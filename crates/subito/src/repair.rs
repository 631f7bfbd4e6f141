//! Interactive repair of part and layout definitions.
//!
//! Each driver loops until [`crate::grammar`] accepts the value, showing
//! the operator what was wrong and asking for a replacement. There is no
//! retry limit; the only way out without a valid value is closing input,
//! which surfaces as [`Error::Aborted`](crate::Error::Aborted).

use crate::grammar::{self, GrammarError};
use crate::prompt::{ask_required, Prompter};
use crate::registry::{Layout, Part, Registry};
use crate::Result;
use tracing::{debug, info};

/// Ask until `key` is a valid name.
pub fn repair_name(prompter: &mut dyn Prompter, kind: &str, key: &str) -> Result<String> {
    let mut key = key.to_string();
    loop {
        match grammar::parse_name(&key) {
            Ok(name) => return Ok(name),
            Err(e) => {
                prompter.say(&format!("Problem with name `{}` of potential {}", key, kind));
                prompter.say(&format!("({})", e));
                key = ask_required(prompter, &format!("Please enter a valid {} name: ", kind))?;
            }
        }
    }
}

/// Ask until `definition` is a valid part definition.
pub fn repair_part_definition(
    prompter: &mut dyn Prompter,
    name: &str,
    definition: &str,
) -> Result<Part> {
    let mut definition = definition.to_string();
    loop {
        match grammar::parse_part_definition(&definition) {
            Ok(part) => return Ok(part),
            Err(e) => {
                prompter.say(&format!(
                    "Problem with definition `{}` of potential Part `{}`",
                    definition, name
                ));
                prompter.say(&format!("({})", e));
                definition = ask_required(
                    prompter,
                    &format!("Please enter a valid Part definition for {}: ", name),
                )?;
            }
        }
    }
}

/// Repair a whole part entry and register it.
pub fn repair_part(
    registry: &mut Registry,
    prompter: &mut dyn Prompter,
    key: &str,
    definition: &str,
) -> Result<String> {
    let name = repair_name(prompter, "Part", key)?;
    let part = repair_part_definition(prompter, &name, definition)?;
    info!(part = %name, definition = %part, "registered part");
    registry.upsert_part(name.clone(), part);
    Ok(name)
}

/// Ask until `definition` is a valid layout definition.
///
/// A reference to an undefined part does not discard the definition:
/// the operator is asked to define that part, it is registered, and the
/// same definition is validated again from the start. This repeats until
/// every reference resolves.
pub fn repair_layout_definition(
    registry: &mut Registry,
    prompter: &mut dyn Prompter,
    name: &str,
    definition: &str,
) -> Result<Layout> {
    let mut definition = definition.to_lowercase();
    loop {
        match grammar::parse_layout_definition(&definition, registry) {
            Ok(layout) => return Ok(layout),
            Err(GrammarError::UnknownPart(part)) => {
                prompter.say(&format!(
                    "Part `{}` not found when processing layout `{}`",
                    part, name
                ));
                repair_part(registry, prompter, &part, "")?;
            }
            Err(e) => {
                prompter.say(&format!(
                    "Problem with definition `{}` of potential Layout `{}`",
                    definition, name
                ));
                prompter.say(&format!("({})", e));
                definition = ask_required(
                    prompter,
                    &format!("Please enter a valid Layout definition for {}: ", name),
                )?
                .to_lowercase();
            }
        }
    }
}

/// Repair a whole layout entry and register it.
pub fn repair_layout(
    registry: &mut Registry,
    prompter: &mut dyn Prompter,
    key: &str,
    definition: &str,
) -> Result<String> {
    let name = repair_name(prompter, "Layout", key)?;
    let layout = repair_layout_definition(registry, prompter, &name, definition)?;
    debug!(layout = %name, definition = %layout, "registered layout");
    registry.upsert_layout(name.clone(), layout);
    Ok(name)
}

/// Ask for the definition of layout `name`, validate it, and register it.
pub fn define_layout(
    registry: &mut Registry,
    prompter: &mut dyn Prompter,
    name: &str,
) -> Result<String> {
    let definition = ask_required(prompter, &format!("Enter Layout Definition for {}: ", name))?;
    repair_layout(registry, prompter, name, &definition)
}

/// Ask for a brand-new layout name and definition, and register it.
pub fn define_new_layout(
    registry: &mut Registry,
    prompter: &mut dyn Prompter,
    question: &str,
) -> Result<String> {
    let key = ask_required(prompter, question)?;
    let name = repair_name(prompter, "Layout", &key)?;
    define_layout(registry, prompter, &name)
}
_ _ _ _ _
**Task to carry out**
Return the line that contains "let key = ask_required(prompter, question)?;" along with every line after it through the end of the entries, exactly, adding nothing.

**Task answer**
    let key = ask_required(prompter, question)?;
    let name = repair_name(prompter, "Layout", &key)?;
    define_layout(registry, prompter, &name)
}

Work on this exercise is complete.